Component Parser Requirements
===================================

:Author: Dylan Schiemann
:Version: 0.1
:Copyright: Dojo Foundation, 2005
:Date: $Date:$

.. contents::

Purpose
-------

This document outlines the rationale and usage scenarios for parsing component 
and application information from multivarious sources.

Requirements
------------

The client-side parser component of Dojo MUST:

- provide a single, uniform data structure from all of the various supported
  markup encodings
- instantiate and provide properties (data and configuration directives) to
  components and widgets
- a second pass of the parser MUST provide deeper linking structures such as
  property sets shared among items, and event handling linkage

Use Cases
------------

.. image:: ../images/applicationParsingRendering.png

Author apps using a third-party application declaration language
****************************************************************

An app author wants to use a pre-existing third party application 
declaration language such as JSF, Struts, Tapestry, etc.  Reasons for this 
include using dojo components in another environment to extend the capabilites 
of an existing framework, or to comply with a set of standards for building 
distributed web applications.

In this case, the parser will usually receive dojoml or inline constructors from 
the server framework.

Author apps using dojoml
************************

A mechanism for an author to describe components, their properties, events, and 
data sources, through a sane xml declaration language.

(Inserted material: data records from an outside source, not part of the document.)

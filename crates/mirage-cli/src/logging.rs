//! Logging initialization

use tracing_subscriber::EnvFilter;

/// Logging configuration
#[derive(Debug, Clone)]
pub struct LoggingConfig {
    /// Log level (trace, debug, info, warn, error)
    pub level: String,
    /// Enable JSON format for structured logging
    pub json_format: bool,
}

impl Default for LoggingConfig {
    fn default() -> Self {
        Self {
            level: "info".to_string(),
            json_format: false,
        }
    }
}

/// Initialize the tracing subscriber.
///
/// `RUST_LOG` takes precedence over the configured level when set.
pub fn init_logging(config: &LoggingConfig) -> anyhow::Result<()> {
    let env_filter = EnvFilter::try_from_default_env()
        .or_else(|_| EnvFilter::try_new(&config.level))
        .unwrap_or_else(|_| EnvFilter::new("info"));

    if config.json_format {
        tracing_subscriber::fmt()
            .with_env_filter(env_filter)
            .json()
            .try_init()
            .map_err(|e| anyhow::anyhow!("failed to initialize logging: {e}"))?;
    } else {
        tracing_subscriber::fmt()
            .with_env_filter(env_filter)
            .try_init()
            .map_err(|e| anyhow::anyhow!("failed to initialize logging: {e}"))?;
    }
    Ok(())
}
//! Process-wide platform state
//!
//! Mode, learning flag, active chaos profile, and the proxy target URL all
//! live behind a single mutex. Everything here is cheap to read; nothing
//! async happens under the lock.

use crate::chaos::ChaosProfile;
use crate::error::{Error, Result};
use parking_lot::Mutex;
use serde::{Deserialize, Serialize};

/// Global serving mode.
#[derive(Debug, Clone, Copy, PartialEq, Eq, Default, Serialize, Deserialize)]
#[serde(rename_all = "lowercase")]
pub enum PlatformMode {
    /// Forward to the upstream, learning as traffic flows.
    #[default]
    Proxy,
    /// Serve everything synthetically from the learned model.
    Mock,
}

/// Snapshot of the mutable platform state.
#[derive(Debug, Clone)]
pub struct PlatformSnapshot {
    /// Current serving mode.
    pub mode: PlatformMode,
    /// Whether observations feed the learning buffer.
    pub learning_enabled: bool,
    /// Active chaos profile.
    pub active_profile: ChaosProfile,
    /// Upstream base URL, when configured.
    pub target_url: Option<String>,
}

struct PlatformInner {
    mode: PlatformMode,
    learning_enabled: bool,
    active_profile: ChaosProfile,
    target_url: Option<String>,
}

/// The shared platform state handle.
pub struct Platform {
    inner: Mutex<PlatformInner>,
}

impl Platform {
    /// Create platform state with an optional initial target URL.
    pub fn new(target_url: Option<String>) -> Self {
        Self {
            inner: Mutex::new(PlatformInner {
                mode: PlatformMode::Proxy,
                learning_enabled: true,
                active_profile: ChaosProfile::Normal,
                target_url: target_url.map(|u| u.trim_end_matches('/').to_string()),
            }),
        }
    }

    /// Read the whole state at once.
    pub fn snapshot(&self) -> PlatformSnapshot {
        let inner = self.inner.lock();
        PlatformSnapshot {
            mode: inner.mode,
            learning_enabled: inner.learning_enabled,
            active_profile: inner.active_profile,
            target_url: inner.target_url.clone(),
        }
    }

    /// Current serving mode.
    pub fn mode(&self) -> PlatformMode {
        self.inner.lock().mode
    }

    /// Switch serving mode.
    pub fn set_mode(&self, mode: PlatformMode) {
        self.inner.lock().mode = mode;
    }

    /// Whether learning is enabled.
    pub fn learning_enabled(&self) -> bool {
        self.inner.lock().learning_enabled
    }

    /// Toggle learning.
    pub fn set_learning_enabled(&self, enabled: bool) {
        self.inner.lock().learning_enabled = enabled;
    }

    /// The active chaos profile.
    pub fn active_profile(&self) -> ChaosProfile {
        self.inner.lock().active_profile
    }

    /// Select a chaos profile.
    pub fn set_active_profile(&self, profile: ChaosProfile) {
        self.inner.lock().active_profile = profile;
    }

    /// Upstream base URL, when configured.
    pub fn target_url(&self) -> Option<String> {
        self.inner.lock().target_url.clone()
    }

    /// Change the proxy target at runtime. Only absolute `http`/`https` URLs
    /// are accepted; the trailing slash is stripped.
    pub fn set_target_url(&self, raw: &str) -> Result<String> {
        let trimmed = raw.trim().trim_end_matches('/');
        let parsed = url::Url::parse(trimmed)
            .map_err(|_| Error::validation("Invalid URL. Must start with http:// or https://"))?;
        if !matches!(parsed.scheme(), "http" | "https") {
            return Err(Error::validation(
                "Invalid URL. Must start with http:// or https://",
            ));
        }
        let cleaned = trimmed.to_string();
        self.inner.lock().target_url = Some(cleaned.clone());
        Ok(cleaned)
    }
}

impl Default for Platform {
    fn default() -> Self {
        Self::new(None)
    }
}

#[cfg(test)]
mod tests {
    use super::*;

    #[test]
    fn defaults_to_proxy_mode_with_learning_on() {
        let platform = Platform::default();
        let snapshot = platform.snapshot();
        assert_eq!(snapshot.mode, PlatformMode::Proxy);
        assert!(snapshot.learning_enabled);
        assert_eq!(snapshot.active_profile, ChaosProfile::Normal);
        assert!(snapshot.target_url.is_none());
    }

    #[test]
    fn target_url_must_be_http_or_https() {
        let platform = Platform::default();
        assert!(platform.set_target_url("ftp://example.com").is_err());
        assert!(platform.set_target_url("not a url").is_err());
        assert!(platform.set_target_url("https://api.example.com").is_ok());
    }

    #[test]
    fn target_url_trailing_slash_is_stripped() {
        let platform = Platform::default();
        platform
            .set_target_url("http://api.example.com/")
            .expect("valid url");
        assert_eq!(
            platform.target_url().as_deref(),
            Some("http://api.example.com")
        );
    }

    #[test]
    fn mode_and_profile_round_trip() {
        let platform = Platform::default();
        platform.set_mode(PlatformMode::Mock);
        platform.set_active_profile(ChaosProfile::ZombieApi);
        platform.set_learning_enabled(false);
        let snapshot = platform.snapshot();
        assert_eq!(snapshot.mode, PlatformMode::Mock);
        assert_eq!(snapshot.active_profile, ChaosProfile::ZombieApi);
        assert!(!snapshot.learning_enabled);
    }
}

In most of today's browser environments, this would either be transformed to 
HTML and/or SVG documents with inline dojo constructors and a reference to the 
dojoml document, or to HTML and/or SVG documents with the dojo environment and 
a reference to the dojoml document(s) for the application which would then be 
parsed on the client side.

The parser would thus need to be able to handle both inline constructors and 
dojoml documents.  Property sets and data sources may also reside in external 
resources.

Author apps using inline html and/or svg constructors
*****************************************************

The author is simply interested in a single namespace environment such as HTML 
or SVG, and wants to add some dojo components and logic to their application.

Author apps using JavaScript objects
************************************

The author is a more sophisticated JavaScript developer and does not want to 
use markup to describe their applications.

In this case, the parser would skip the first pass and start directly with JS 
objects representing components and application logic and properties.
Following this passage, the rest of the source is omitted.